High-Resolution SEC-HPLC Aggregation Analysis of a Pembrolizumab Biosimilar Using Welch Xtimate™ SEC Columns
Abstract
Pembrolizumab is a humanized IgG4/kappa monoclonal antibody widely used in immuno-oncology. SEC-HPLC is a critical analytical tool for evaluating aggregation and fragmentation in monoclonal antibodies. This application note describes a robust SEC-HPLC method using Welch Xtimate SEC-300 column, demonstrating efficient separation of monomer, HMW aggregates, and LMW fragments.
Introduction
Structural integrity of monoclonal antibodies is directly linked to safety and efficacy. Pembrolizumab biosimilar development requires sensitive techniques to monitor aggregation. SEC-HPLC separates molecules based on hydrodynamic volume under non-denaturing conditions, making it the preferred method for size heterogeneity analysis.
| Structural Integrity | Biosimilar Development | SEC-HPLC Method |
| Direct link to safety and efficacy of monoclonal antibodies | Requires sensitive techniques to monitor aggregation | Preferred method for size heterogeneity analysis under non-denaturing conditions |
Sample Prepration
Pembrolizumab biosimilar drug substance samples were prepared by diluting the stock solution with the SEC mobile phase to obtain a final concentration of 2.0 mg/mL. Samples were gently mixed by inversion to avoid shear-induced aggregation. Prepared samples were transferred into HPLC vials and maintained at 10 ± 2 °C in the autosampler prior to analysis. Filtration was avoided to prevent potential loss of high molecular weight aggregates.

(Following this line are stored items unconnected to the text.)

//! Command-line argument definitions for the callchain analyser.

use std::path::PathBuf;

use callchain_graph::{AnalysisScope, CyclePolicy};
use clap::{Args, Parser, Subcommand, ValueEnum};

const DEFAULT_GRAPH_NAME: &str = "callchain";

/// Caller origin filter accepted on the command line.
#[derive(Clone, Copy, Debug, Default, Eq, PartialEq, ValueEnum)]
pub(crate) enum ScopeArg {
    /// Follow every caller.
    #[default]
    All,
    /// Follow callers declared in production sources only.
    Production,
    /// Follow callers declared in test sources only.
    Test,
}

impl From<ScopeArg> for AnalysisScope {
    fn from(value: ScopeArg) -> Self {
        match value {
            ScopeArg::All => Self::All,
            ScopeArg::Production => Self::ProductionOnly,
            ScopeArg::Test => Self::TestOnly,
        }
    }
}

/// Command-line interface for the callchain analyser.
#[derive(Parser, Debug)]
#[command(name = "callchain", disable_help_subcommand = true)]
pub(crate) struct Cli {
    #[command(subcommand)]
    pub(crate) command: CliCommand,
}

#[derive(Subcommand, Debug)]
pub(crate) enum CliCommand {
    /// Explores the callers of entry methods using a recorded call map.
    Analyse(AnalyseArgs),
    /// Rebuilds a graph from an indented call hierarchy.
    Import(ImportArgs),
}

/// Options shared by every graph-producing command.
#[derive(Args, Debug, Clone)]
pub(crate) struct GraphArgs {
    /// Base name of the output file, without extension.
    #[arg(long, default_value = DEFAULT_GRAPH_NAME)]
    pub(crate) name: String,
    /// Removes entry methods that nothing calls.
    #[arg(long)]
    pub(crate) prune: bool,
    /// Keeps cycle back-edges, flagged as recursive.
    #[arg(long)]
    pub(crate) mark_cycles: bool,
    /// Seeds the class colour palette for reproducible output.
    #[arg(long)]
    pub(crate) seed: Option<u64>,
}

impl GraphArgs {
    pub(crate) const fn cycle_policy(&self) -> CyclePolicy {
        if self.mark_cycles {
            CyclePolicy::Mark
        } else {
            CyclePolicy::Drop
        }
    }
}

#[derive(Args, Debug, Clone)]
pub(crate) struct AnalyseArgs {
    /// JSON file mapping each method label to its direct callers.
    #[arg(long, value_name = "PATH")]
    pub(crate) call_map: PathBuf,
    /// Entry method label. Repeat for several entries.
    #[arg(long = "entry", value_name = "LABEL", required = true)]
    pub(crate) entries: Vec<String>,
    /// Which callers to follow.
    #[arg(long, value_enum, default_value_t = ScopeArg::All)]
    pub(crate) scope: ScopeArg,
    /// Maximum caller hops from an entry.
    #[arg(long)]
    pub(crate) max_depth: Option<u32>,
    #[command(flatten)]
    pub(crate) graph: GraphArgs,
}

#[derive(Args, Debug, Clone)]
pub(crate) struct ImportArgs {
    /// Text file holding the indented hierarchy.
    #[arg(long, value_name = "PATH")]
    pub(crate) input: PathBuf,
    #[command(flatten)]
    pub(crate) graph: GraphArgs,
}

System Suitability Standard: Bovine Serum Albumin (BSA) was used as a system suitability standard. A 1.0 mg/mL BSA solution was prepared in Milli-Q water and injected to verify column performance, resolution, and reproducibility.
Reagents and Chemicals
| Reagent / Material | Grade |
| Sodium dihydrogen phosphate monohydrate | Analytical grade |
| Disodium hydrogen phosphate (anhydrous) | Analytical grade |
| Sodium chloride | Analytical grade |
| Acetonitrile (ACN) | HPLC grade |
| Milli-Q water | HPLC grade |
| Bovine Serum Albumin (BSA) | Reference standard |
| HPLC vials and caps | Certified |
Chromatographic Conditions
| Parameter | Condition |
| Column | Welch Xtimate SEC-300 (4.6 × 300 mm, 3 µm) |
| Mobile Phase | 100 mM phosphate buffer + 300 mM NaCl : ACN (80:20) |
| Flow Rate | 0.2 mL/min |
| Column Temperature | 30 ± 2 °C |
| Injection Volume | 25 µL |
| Detection | 214 nm (monitoring at 280 nm) |
| Run Time | 45 min |
Results and Discussion
The Welch Xtimate SEC-300 column provided excellent resolution between Pembrolizumab monomer and higher molecular weight aggregates. The monomer peak (~146–147 kDa) was sharp and symmetrical, indicating minimal secondary interactions.
Key Observations:
- Predominantly monomeric species at expected retention time
- Distinct HMW species at earlier elution times
- LMW species at later retention times
- Heterogeneous mixture in process intermediate samples
Note: The process intermediate samples contain a heterogeneous mixture of monomeric Pembrolizumab along with HMW aggregates and LMW fragments.
Conclusion
The developed SEC-HPLC method employing the Welch Xtimate™ SEC-300 column demonstrated robust performance and reliable resolution of monomer, high-molecular-weight aggregates, and low-molecular-weight species. The method is therefore well-suited for routine quality control testing and for biosimilar comparability assessment of Pembrolizumab.